CINTA PERTAMAKU PADA SENJA by Joyo Panoto

Ku terlalu lemah dalam kepala tertunduk untuk membendung air mata yang kini menetes pelan dipangkuanku. Sementara Pratama (baca baru saja jadi bekas pacarku) terlalu kejam segera melangkah pergi setelah memutuskan hubungan pacaranku dengan dia disaksikan atap kampus yang lengang di sore yang cerah ini.
            Perasaan campur aduk layaknya mie instan komplit menggerayangi dada. Bingung memutar-mutar kenapa bisa hal ini terjadi, pedas marah pada dia yang begitu lemah tergoda gadis lain, kental rindu akan dekapnya ketika ku sedang menangis dan rasa tidak rela mengakhiri kuah cintanya yang selalu mengalir ke arahku.
            “Seharusnya aku curiga. Kenapa dia tumben sekali sore-sore begini mengajakku ke atap gedung kampus. Ternyata dia tak ingin malu aku menangis di hadapan banyak orang karena diputuskan. Pratama selalu saja begitu, ingin tampil sempurna,” kataku lirih dengan senyum sinis dalam tundukku. “Di tempat kami mengawali merupakan tempat mengakhiri pula,” batinku menyesal dengan air mata dan rasa sakit di dada yang tak kunjung surut.
            Ku menerawang pada arak sekumpulan awan di atas kepalaku. Begitu pelan dan tanpa beban mereka merjalan membawaku kembali akan kisah lama pondasi cintaku.
***
            “Cinta! Oh please gimana bisa kamu jatuh cinta sama Pratama?” tanya Serena tak percaya dengan ekspresi memandang jijik.
            “Ssssstttt. Serena!
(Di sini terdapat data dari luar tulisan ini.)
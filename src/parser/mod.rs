//! Parsing pipeline: bytes in, ordered `Transaction`s out.
//!
//! Orchestrator steps, uniform across formats (spec.md §4.1):
//! 1. extract raw records (format-specific)
//! 2. apply the field map
//! 3. infer date format and order collectively
//! 4. build transactions (ordering, dedup hash, running balance)

pub mod builder;
pub mod csv;
pub mod date_format;
pub mod field_map;
pub mod ofx;
pub mod qif;

use std::collections::HashMap;

use bigdecimal::BigDecimal;
use uuid::Uuid;

use crate::errors::AppError;
use crate::models::{FileFormat, FileMap, NewTransaction};

/// A single source record as extracted, before field mapping: canonical
/// source field names (CSV header, or OFX/QIF tag) mapped to string values.
pub type RawRecord = HashMap<String, String>;

/// A record after the field map has been applied: canonical field name ->
/// string value, still unparsed (dates/amounts are parsed in the builder
/// once the file-wide date format has been inferred).
pub type CanonicalRecord = HashMap<String, String>;

#[derive(Debug, Clone)]
pub struct FileInput {
    pub format: FileFormat,
    pub bytes: Vec<u8>,
    pub user_id: Uuid,
    pub account_id: Uuid,
    pub opening_balance: Option<BigDecimal>,
    pub currency: String,
    pub ignore_dup: bool,
}

#[derive(Debug, Clone, Default)]
pub struct ParseOutcome {
    pub transactions: Vec<NewTransaction>,
    pub skipped_rows: usize,
    pub duplicate_count: usize,
    pub warnings: Vec<String>,
    pub opening_balance: Option<BigDecimal>,
}

/// Runs the full four-step pipeline described in spec.md §4.1 and returns
/// transactions ready for persistence, plus row-level accumulators rather
/// than exceptions-for-control-flow (spec.md §9).
pub fn parse(input: &FileInput, file_map: &FileMap) -> Result<ParseOutcome, AppError> {
    let text = decode(&input.bytes)?;

    let raw_records = match input.format {
        FileFormat::Csv => csv::extract(&text)?,
        FileFormat::Ofx | FileFormat::Qfx => ofx::extract(&text)?,
        FileFormat::Qif => qif::extract(&text)?,
    };

    if raw_records.is_empty() {
        return Err(AppError::DataQuality(
            "no records could be extracted from file".to_string(),
        ));
    }

    let mut canonical_records = Vec::with_capacity(raw_records.len());
    let mut skipped_rows = 0usize;
    let mut warnings = Vec::new();

    for raw in raw_records {
        match field_map::apply_map(&raw, file_map) {
            Ok(record) => {
                if !record.contains_key("date") || !record.contains_key("amount") {
                    skipped_rows += 1;
                    continue;
                }
                canonical_records.push(record);
            }
            Err(AppError::Validation(msg)) => return Err(AppError::Validation(msg)),
            Err(other) => {
                skipped_rows += 1;
                warnings.push(other.to_string());
            }
        }
    }

    if canonical_records.is_empty() {
        return Err(AppError::DataQuality(
            "every row was skipped; no transactions to ingest".to_string(),
        ));
    }

    let family = date_format::family_for(input.format);
    let date_strings: Vec<&str> = canonical_records
        .iter()
        .map(|r| r.get("date").map(String::as_str).unwrap_or(""))
        .collect();

    let date_format = date_format::determine_date_format(&date_strings, family)
        .ok_or_else(|| AppError::DataQuality("could not determine date format".to_string()))?;

    let parsed_dates: Vec<chrono::NaiveDate> = date_strings
        .iter()
        .filter_map(|s| date_format::parse_with(s, date_format))
        .collect();
    let order = date_format::detect_order(&parsed_dates);
    if order == date_format::Order::Unknown {
        warnings.push("could not confidently detect file order; assuming ascending".to_string());
    }

    let built = builder::build(
        &canonical_records,
        date_format,
        order,
        input.account_id,
        input.opening_balance.clone(),
        &input.currency,
    )?;

    Ok(ParseOutcome {
        transactions: built.transactions,
        skipped_rows,
        duplicate_count: built.duplicate_count,
        warnings: [warnings, built.warnings].concat(),
        opening_balance: built.opening_balance,
    })
}

fn decode(bytes: &[u8]) -> Result<String, AppError> {
    let stripped = bytes
        .strip_prefix(&[0xEF, 0xBB, 0xBF])
        .unwrap_or(bytes);
    String::from_utf8(stripped.to_vec())
        .map_err(|e| AppError::Validation(format!("file is not valid UTF-8: {e}")))
}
Pelankan suaramu, kau menarik perhatian mahasiswa lain yang sedang nongkrong di kantin,” kataku setengah berbisik dengan pandangan meneliti sekeliling pada wajah-wajah yang kini sedikit teralih ke arah kami.
            “Hey kau terlalu berharga untuk Pratama yang pemalas itu, you know. Lihatlah kamu cantik, pintar dan berprestasi. Janganlah kau merendahkan diri dengan jatuh cinta sama Pratama yang play boy itu,” ceramah Serena dan hanya mampu ku balas dengan senyum. “Malah senyum senyum. Cinta…, kok bisa ya cinta pertamamu jatuh sama Pratama?” heran Serena yang sepertinya kini sudah kehabisan kata-kata untuk mengubah pikiranku.
            “Itu juga yang aku bingungkan. Dari dulu sampai sebelum ketemu Pratama di kampus, aku selalu memikirkan tentang pelajaran dan prestasi demi mengejar cita-citaku bekerja di Bank Indonesia. Tapi setelah bertemu Pratama di kelas mata kuliah Pengantar Manajemen, seolah dia mengalihkan fokus hidupku. Apakah ini yang namanya cinta pada pandangan pertama?”
            “Dia nyantet kamu kali? Kok bisa orang jaim sok perfect kaya gitu mengalihkan duniamu,” ejek Serena yang kini menyeruput mie ayam Bang Kumis kesukaannya.
            “Entahlah. Perasaan ini sulit dijelaskan. Seperti ada kupu-kupu yang berterbangan di perut dan aku tak tahu apa alasanku mencintainya, just love. Pratama cinta pertamaku,” kataku pelan sembari menerawang angan-angan berharap Pratama menjadi pacarku.
***
            Sore yang cerah, burung-burung masih asyik bermain dan enggan untuk pulang ke peraduan rumah. Irama kicaunya terdengar jelas hingga telingaku. Sering kali angin kencang menerbangkan rambut hitam panjangku memaksaku lebih sering menyingkirkan helai demi helai yang menampar wajah ini.
            “Ingin rasanya sekarang bisa tertawa seriang burung-burung itu bersama Pratama,” bayangku dalam duduk lesu di atap kampus sendirian.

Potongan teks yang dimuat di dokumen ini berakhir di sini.